*Your instructions:* Across the entries below, how many lines have the word "section" in them? Respond with only the number.

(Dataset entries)
########

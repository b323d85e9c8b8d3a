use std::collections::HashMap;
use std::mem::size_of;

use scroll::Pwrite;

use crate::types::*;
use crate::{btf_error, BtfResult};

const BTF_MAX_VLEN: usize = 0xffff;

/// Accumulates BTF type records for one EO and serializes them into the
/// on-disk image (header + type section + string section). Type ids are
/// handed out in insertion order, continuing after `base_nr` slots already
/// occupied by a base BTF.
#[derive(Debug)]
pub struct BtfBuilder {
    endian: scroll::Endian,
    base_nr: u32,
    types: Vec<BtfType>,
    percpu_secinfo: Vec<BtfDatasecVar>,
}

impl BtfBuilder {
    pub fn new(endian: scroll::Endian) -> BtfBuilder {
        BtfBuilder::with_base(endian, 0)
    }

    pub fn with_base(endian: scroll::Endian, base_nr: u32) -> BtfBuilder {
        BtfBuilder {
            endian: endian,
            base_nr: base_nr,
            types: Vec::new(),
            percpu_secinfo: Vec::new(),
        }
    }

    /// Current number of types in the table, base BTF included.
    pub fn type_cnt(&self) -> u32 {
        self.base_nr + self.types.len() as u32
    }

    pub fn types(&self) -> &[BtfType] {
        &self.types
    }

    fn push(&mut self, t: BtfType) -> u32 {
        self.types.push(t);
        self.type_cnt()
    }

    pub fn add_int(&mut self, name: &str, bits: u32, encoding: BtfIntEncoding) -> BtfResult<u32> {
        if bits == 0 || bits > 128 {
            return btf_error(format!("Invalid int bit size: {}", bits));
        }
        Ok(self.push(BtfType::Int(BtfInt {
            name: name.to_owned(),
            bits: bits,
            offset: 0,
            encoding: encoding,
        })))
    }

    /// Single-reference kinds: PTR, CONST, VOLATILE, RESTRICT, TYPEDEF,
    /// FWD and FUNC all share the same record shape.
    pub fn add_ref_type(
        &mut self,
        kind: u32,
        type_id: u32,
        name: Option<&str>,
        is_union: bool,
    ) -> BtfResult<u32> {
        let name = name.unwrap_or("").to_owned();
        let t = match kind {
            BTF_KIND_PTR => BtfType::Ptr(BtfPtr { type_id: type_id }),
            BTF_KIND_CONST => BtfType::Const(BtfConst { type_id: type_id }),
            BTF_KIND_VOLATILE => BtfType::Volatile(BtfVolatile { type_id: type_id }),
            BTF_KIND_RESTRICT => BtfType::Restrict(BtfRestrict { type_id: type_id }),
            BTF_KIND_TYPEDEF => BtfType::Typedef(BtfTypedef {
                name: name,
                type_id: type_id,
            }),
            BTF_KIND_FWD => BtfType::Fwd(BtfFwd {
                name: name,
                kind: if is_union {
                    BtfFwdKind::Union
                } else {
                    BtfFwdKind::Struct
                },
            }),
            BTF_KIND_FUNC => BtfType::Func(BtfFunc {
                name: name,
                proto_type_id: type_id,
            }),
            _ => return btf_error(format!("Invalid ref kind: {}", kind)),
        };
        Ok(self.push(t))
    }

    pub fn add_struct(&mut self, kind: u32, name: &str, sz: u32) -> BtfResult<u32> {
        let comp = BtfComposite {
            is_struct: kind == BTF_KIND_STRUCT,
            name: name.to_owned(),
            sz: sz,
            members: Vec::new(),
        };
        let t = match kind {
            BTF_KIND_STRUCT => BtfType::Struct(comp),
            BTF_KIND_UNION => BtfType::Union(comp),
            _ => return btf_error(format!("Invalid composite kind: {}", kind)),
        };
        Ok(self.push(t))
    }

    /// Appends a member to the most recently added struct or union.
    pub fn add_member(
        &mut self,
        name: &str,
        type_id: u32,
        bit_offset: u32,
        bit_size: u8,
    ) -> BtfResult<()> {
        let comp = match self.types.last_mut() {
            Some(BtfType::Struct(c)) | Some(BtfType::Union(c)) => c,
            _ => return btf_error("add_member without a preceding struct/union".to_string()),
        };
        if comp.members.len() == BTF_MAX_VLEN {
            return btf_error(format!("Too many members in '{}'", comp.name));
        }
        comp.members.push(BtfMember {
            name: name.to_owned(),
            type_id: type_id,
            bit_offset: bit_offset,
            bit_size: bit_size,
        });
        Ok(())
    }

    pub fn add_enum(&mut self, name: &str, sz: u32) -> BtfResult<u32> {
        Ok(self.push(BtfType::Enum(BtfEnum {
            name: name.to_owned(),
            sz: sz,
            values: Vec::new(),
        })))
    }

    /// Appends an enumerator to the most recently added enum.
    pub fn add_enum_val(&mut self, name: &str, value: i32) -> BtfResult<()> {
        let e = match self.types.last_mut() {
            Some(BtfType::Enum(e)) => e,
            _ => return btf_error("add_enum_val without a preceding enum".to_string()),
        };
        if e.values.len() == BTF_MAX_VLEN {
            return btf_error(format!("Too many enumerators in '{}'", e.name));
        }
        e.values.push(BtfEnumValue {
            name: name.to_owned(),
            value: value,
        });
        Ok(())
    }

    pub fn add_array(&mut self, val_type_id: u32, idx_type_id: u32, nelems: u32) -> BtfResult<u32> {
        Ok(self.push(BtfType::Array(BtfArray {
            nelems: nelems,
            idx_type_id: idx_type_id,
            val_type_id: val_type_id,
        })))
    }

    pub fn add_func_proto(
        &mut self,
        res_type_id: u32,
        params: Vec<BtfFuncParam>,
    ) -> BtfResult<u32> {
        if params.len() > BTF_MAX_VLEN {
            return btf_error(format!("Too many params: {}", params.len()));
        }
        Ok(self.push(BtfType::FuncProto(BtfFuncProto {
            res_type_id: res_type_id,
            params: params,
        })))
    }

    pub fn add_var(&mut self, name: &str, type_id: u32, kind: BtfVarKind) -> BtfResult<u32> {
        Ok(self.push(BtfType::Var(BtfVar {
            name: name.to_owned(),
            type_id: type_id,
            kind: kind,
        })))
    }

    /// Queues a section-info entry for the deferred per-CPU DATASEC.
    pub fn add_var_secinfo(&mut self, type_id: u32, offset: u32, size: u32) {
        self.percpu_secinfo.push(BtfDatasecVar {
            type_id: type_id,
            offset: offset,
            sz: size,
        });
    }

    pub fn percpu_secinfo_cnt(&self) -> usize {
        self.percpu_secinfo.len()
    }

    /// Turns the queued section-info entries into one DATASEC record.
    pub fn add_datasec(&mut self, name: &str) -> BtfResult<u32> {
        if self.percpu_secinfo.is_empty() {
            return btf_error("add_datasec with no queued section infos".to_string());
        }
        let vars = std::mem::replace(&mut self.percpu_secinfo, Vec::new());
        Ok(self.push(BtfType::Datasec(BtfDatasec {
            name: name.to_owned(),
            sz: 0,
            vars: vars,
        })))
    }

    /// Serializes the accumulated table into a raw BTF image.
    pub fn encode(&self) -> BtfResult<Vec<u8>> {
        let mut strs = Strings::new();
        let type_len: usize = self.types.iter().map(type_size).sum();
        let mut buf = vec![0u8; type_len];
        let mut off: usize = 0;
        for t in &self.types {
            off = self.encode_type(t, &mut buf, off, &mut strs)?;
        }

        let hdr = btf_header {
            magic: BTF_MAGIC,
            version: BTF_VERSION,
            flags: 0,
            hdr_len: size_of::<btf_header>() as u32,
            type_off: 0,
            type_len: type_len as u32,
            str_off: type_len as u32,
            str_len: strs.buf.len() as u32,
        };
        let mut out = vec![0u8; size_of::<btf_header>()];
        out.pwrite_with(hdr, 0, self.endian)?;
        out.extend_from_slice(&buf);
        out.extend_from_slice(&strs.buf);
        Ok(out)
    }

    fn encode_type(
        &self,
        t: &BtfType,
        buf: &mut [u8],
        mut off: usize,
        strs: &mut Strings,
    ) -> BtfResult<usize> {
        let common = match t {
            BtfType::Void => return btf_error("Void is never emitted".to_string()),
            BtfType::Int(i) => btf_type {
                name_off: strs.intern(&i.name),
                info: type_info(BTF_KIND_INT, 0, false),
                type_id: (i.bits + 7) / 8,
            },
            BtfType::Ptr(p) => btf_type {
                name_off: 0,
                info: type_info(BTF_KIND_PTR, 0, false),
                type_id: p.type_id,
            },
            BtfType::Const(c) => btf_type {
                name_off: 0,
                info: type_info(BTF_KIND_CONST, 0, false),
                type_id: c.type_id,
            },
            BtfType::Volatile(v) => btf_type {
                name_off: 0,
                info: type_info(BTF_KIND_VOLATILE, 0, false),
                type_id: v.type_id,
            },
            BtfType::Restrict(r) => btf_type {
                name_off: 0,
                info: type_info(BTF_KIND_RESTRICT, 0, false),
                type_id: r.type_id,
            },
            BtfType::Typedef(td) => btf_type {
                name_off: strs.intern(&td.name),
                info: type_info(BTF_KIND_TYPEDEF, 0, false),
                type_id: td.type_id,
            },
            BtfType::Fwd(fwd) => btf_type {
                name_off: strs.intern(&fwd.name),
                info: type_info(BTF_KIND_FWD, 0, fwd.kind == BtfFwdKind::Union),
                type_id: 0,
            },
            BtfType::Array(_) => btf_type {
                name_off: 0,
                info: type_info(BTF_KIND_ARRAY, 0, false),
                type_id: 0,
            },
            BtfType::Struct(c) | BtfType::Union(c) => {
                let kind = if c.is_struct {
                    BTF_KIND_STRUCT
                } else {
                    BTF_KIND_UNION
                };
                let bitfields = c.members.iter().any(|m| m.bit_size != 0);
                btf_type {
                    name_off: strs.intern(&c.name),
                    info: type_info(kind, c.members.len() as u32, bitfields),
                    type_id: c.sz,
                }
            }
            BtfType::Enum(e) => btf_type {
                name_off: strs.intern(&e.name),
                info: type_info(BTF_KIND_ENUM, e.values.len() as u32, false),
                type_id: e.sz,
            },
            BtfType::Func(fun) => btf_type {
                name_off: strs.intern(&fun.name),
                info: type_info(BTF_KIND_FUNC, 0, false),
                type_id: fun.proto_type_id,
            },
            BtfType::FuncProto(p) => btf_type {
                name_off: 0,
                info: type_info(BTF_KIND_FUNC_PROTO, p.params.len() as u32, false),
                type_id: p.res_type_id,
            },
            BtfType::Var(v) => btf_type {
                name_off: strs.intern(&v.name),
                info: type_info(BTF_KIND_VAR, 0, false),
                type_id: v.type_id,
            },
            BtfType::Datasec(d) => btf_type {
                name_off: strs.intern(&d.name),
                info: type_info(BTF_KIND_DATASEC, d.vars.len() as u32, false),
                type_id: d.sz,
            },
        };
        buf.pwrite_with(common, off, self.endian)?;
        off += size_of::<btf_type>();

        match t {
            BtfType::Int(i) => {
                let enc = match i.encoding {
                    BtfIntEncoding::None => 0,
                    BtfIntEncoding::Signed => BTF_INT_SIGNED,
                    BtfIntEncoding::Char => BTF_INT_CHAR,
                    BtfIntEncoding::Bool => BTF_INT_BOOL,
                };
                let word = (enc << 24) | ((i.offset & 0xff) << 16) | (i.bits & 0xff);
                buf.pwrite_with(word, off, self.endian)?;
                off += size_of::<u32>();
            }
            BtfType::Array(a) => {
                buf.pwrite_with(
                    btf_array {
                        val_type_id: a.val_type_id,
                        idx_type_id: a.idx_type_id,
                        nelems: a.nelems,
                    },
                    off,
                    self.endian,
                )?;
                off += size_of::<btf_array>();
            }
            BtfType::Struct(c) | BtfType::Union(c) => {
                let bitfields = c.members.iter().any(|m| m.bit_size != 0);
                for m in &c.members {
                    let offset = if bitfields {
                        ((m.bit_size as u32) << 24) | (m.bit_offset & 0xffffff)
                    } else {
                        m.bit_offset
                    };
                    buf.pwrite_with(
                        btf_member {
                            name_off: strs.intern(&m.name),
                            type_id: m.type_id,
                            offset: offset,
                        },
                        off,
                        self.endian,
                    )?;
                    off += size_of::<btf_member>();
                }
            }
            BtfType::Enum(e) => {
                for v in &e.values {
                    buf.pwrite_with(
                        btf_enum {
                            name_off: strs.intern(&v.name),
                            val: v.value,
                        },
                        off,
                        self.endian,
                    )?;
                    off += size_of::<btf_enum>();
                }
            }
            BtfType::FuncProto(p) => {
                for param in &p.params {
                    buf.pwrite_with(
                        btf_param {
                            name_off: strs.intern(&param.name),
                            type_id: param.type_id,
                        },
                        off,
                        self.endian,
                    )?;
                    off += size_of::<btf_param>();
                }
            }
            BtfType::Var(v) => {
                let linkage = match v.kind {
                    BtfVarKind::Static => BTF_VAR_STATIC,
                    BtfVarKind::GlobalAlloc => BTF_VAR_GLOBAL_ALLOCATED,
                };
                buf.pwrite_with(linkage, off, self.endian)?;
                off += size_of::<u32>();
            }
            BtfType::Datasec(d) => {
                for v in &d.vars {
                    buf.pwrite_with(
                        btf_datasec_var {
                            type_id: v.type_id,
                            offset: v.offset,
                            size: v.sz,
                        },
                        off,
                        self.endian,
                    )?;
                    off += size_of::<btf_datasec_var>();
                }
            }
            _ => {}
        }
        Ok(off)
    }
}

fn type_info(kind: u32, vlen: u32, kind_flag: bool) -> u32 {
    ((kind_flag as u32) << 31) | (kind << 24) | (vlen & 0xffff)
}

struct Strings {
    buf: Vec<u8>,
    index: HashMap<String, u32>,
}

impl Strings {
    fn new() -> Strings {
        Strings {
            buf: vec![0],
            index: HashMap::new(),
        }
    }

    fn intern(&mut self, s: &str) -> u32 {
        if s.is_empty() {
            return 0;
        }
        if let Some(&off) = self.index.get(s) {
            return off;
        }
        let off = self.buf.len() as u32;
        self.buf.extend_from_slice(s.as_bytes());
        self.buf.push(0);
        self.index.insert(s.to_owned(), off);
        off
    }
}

########

*Solution to this problem:* 4